Deles, três haviam sido transferidos para a UTI, um morreu e dois abandonaram a medicação.
Para a Elisabeth Bik, o estudo foi mal feito e impedia qualquer tipo de conclusão sobre
o eventual impacto da cloroquina no tratamento da covid-19.
Mas ela acha que, a partir do momento em que Trump tuitou a respeito, o medicamento foi
politizado.
Assim, quem era republicano passou a defendê-lo, independentemente das evidências científicas,
assim como quem era democrata passou a criticá-lo.

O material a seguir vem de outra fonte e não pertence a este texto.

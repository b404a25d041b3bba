//! Gateway - TCP and WebSocket listeners that accept incoming connections.
//!
//! The Gateway binds to sockets and spawns a Connection task for each
//! incoming client. Every connection gets a fresh id from a shared
//! [`UidGenerator`], so ids are unique across both listeners.

use super::connection::Connection;
use super::transport::Transport;
use crate::config::{Config, LimitsConfig, WebSocketConfig};
use crate::dispatch::Dispatcher;
use crate::metrics;
use crate::state::UidGenerator;
use crate::telemetry::spans;
use chowd_proto::RenderFormat;
use std::net::SocketAddr;
use std::sync::Arc;
use std::time::Duration;
use tokio::net::{TcpListener, TcpStream};
use tokio_tungstenite::accept_hdr_async;
use tokio_tungstenite::tungstenite::handshake::server::{ErrorResponse, Request, Response};
use tracing::{Instrument, error, info, instrument, warn};

/// The Gateway accepts incoming connections and spawns handlers.
pub struct Gateway {
    plaintext_listener: TcpListener,
    plaintext_render: RenderFormat,
    websocket_listener: Option<(TcpListener, WebSocketConfig)>,
    dispatcher: Dispatcher,
    limits: LimitsConfig,
    uid_gen: Arc<UidGenerator>,
}

impl Gateway {
    /// Bind the listeners named in `config`.
    pub async fn bind(config: &Config, dispatcher: Dispatcher) -> anyhow::Result<Self> {
        let plaintext_listener = TcpListener::bind(config.listen.address).await?;
        info!(address = %plaintext_listener.local_addr()?, render = %config.listen.render, "Plaintext listener bound");

        let websocket_listener = if let Some(ws_cfg) = &config.websocket {
            let listener = TcpListener::bind(ws_cfg.address).await?;
            info!(address = %listener.local_addr()?, render = %ws_cfg.render, "WebSocket listener bound");
            Some((listener, ws_cfg.clone()))
        } else {
            None
        };

        Ok(Self {
            plaintext_listener,
            plaintext_render: config.listen.render,
            websocket_listener,
            dispatcher,
            limits: config.limits.clone(),
            uid_gen: Arc::new(UidGenerator::default()),
        })
    }

    /// Address the plaintext listener is bound to.
    pub fn local_addr(&self) -> std::io::Result<SocketAddr> {
        self.plaintext_listener.local_addr()
    }

    /// Address the WebSocket listener is bound to, if configured.
    pub fn websocket_addr(&self) -> Option<SocketAddr> {
        self.websocket_listener
            .as_ref()
            .and_then(|(listener, _)| listener.local_addr().ok())
    }

    /// Run the gateway, accepting connections forever.
    #[instrument(skip(self), name = "gateway")]
    pub async fn run(self) -> anyhow::Result<()> {
        if let Some((ws_listener, ws_config)) = self.websocket_listener {
            let dispatcher = self.dispatcher.clone();
            let limits = self.limits.clone();
            let uid_gen = Arc::clone(&self.uid_gen);
            tokio::spawn(
                accept_websockets(ws_listener, ws_config, dispatcher, limits, uid_gen)
                    .in_current_span(),
            );
        }

        loop {
            match self.plaintext_listener.accept().await {
                Ok((stream, addr)) => {
                    let id = self.uid_gen.next();
                    let transport = Transport::lines(stream, self.limits.max_line_length);
                    let connection = Connection::new(
                        id.clone(),
                        addr,
                        transport,
                        self.dispatcher.clone(),
                        self.plaintext_render,
                        &self.limits,
                    );
                    tokio::spawn(
                        async move {
                            if let Err(e) = connection.run().await {
                                error!(error = %e, "Plaintext connection error");
                            }
                        }
                        .instrument(spans::connection(&id, &addr.to_string(), "lines")),
                    );
                }
                Err(e) => {
                    error!(error = %e, "Failed to accept plaintext connection");
                }
            }
        }
    }
}

async fn accept_websockets(
    listener: TcpListener,
    config: WebSocketConfig,
    dispatcher: Dispatcher,
    limits: LimitsConfig,
    uid_gen: Arc<UidGenerator>,
) {
    let allowed = Arc::new(config.allow_origins);
    loop {
        match listener.accept().await {
            Ok((stream, addr)) => {
                let id = uid_gen.next();
                let span = spans::connection(&id, &addr.to_string(), "websocket");
                let handshake = websocket_handshake(
                    stream,
                    addr,
                    Arc::clone(&allowed),
                    id,
                    dispatcher.clone(),
                    config.render,
                    limits.clone(),
                );
                tokio::spawn(handshake.instrument(span));
            }
            Err(e) => {
                error!(error = %e, "Failed to accept WebSocket connection");
            }
        }
    }
}

async fn websocket_handshake(
    stream: TcpStream,
    addr: SocketAddr,
    allowed: Arc<Vec<String>>,
    id: String,
    dispatcher: Dispatcher,
    render: RenderFormat,
    limits: LimitsConfig,
) {
    let check_origin = |req: &Request, response: Response| -> Result<Response, ErrorResponse> {
        let origin = req.headers().get("Origin").and_then(|o| o.to_str().ok());
        if origin_allowed(&allowed, origin) {
            return Ok(response);
        }
        warn!(origin = origin.unwrap_or("<none>"), "WebSocket origin rejected");
        metrics::record_origin_rejected();
        let mut forbidden = ErrorResponse::new(Some("Origin not allowed".to_string()));
        *forbidden.status_mut() = http::StatusCode::FORBIDDEN;
        Err(forbidden)
    };

    let deadline = Duration::from_secs(limits.handshake_timeout);
    let accept = accept_hdr_async(stream, check_origin);
    let handshake = match tokio::time::timeout(deadline, accept).await {
        Ok(result) => result,
        Err(_) => {
            warn!(timeout_secs = limits.handshake_timeout, "WebSocket handshake timed out");
            return;
        }
    };

    match handshake {
        Ok(ws_stream) => {
            let transport = Transport::websocket(ws_stream, limits.max_line_length);
            let connection = Connection::new(id, addr, transport, dispatcher, render, &limits);
            if let Err(e) = connection.run().await {
                error!(error = %e, "WebSocket connection error");
            }
        }
        Err(e) => {
            warn!(error = %e, "WebSocket handshake failed");
        }
    }
}

/// Whether a handshake carrying `origin` passes the allow-list.
///
/// An empty list allows everything, including requests without an Origin
/// header. `"*"` in the list allows any origin that is present.
pub fn origin_allowed(allowed: &[String], origin: Option<&str>) -> bool {
    if allowed.is_empty() {
        return true;
    }
    origin.is_some_and(|origin| allowed.iter().any(|a| a == origin || a == "*"))
}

No dia seguinte a Trump tuitar sobre o estudo, a venda da cloroquina e da hidroxicloroquina
aumentou 46 vezes em relação a um dia normal nas farmácias dos Estados Unidos, segundo
um levantamento do The New York Times.
Depois, Trump afirmou que ele mesmo estava tomando o remédio, em tese como prevenção
à covid-19, o que também é contraindicado:
É bom lembrar que Trump já estava contrariando uma recomendação de seu próprio governo:
a FDA, agência americana regulatória de medicamentos, havia advertido contra o uso
da cloroquina fora de testes clínicos, depois de surgirem evidências de arritmia cardíaca
em pacientes.
Mais tarde, Didier Raoult, o diretor do instituto francês que produziu o estudo da cloroquina,
foi denunciado por uma entidade médica francesa por "promoção indevida de medicamento".
Além desse estudo francês, outro que pode ter influenciado Trump não é bem um estudo:
é um documento de Google Docs que ganhou visibilidade depois que seu autor, chamado
Gregory Rigano, fez aparições na emissora conservadora Fox News
Ele dizia que a hidroxicloroquina era capaz de "eliminar o vírus completamente".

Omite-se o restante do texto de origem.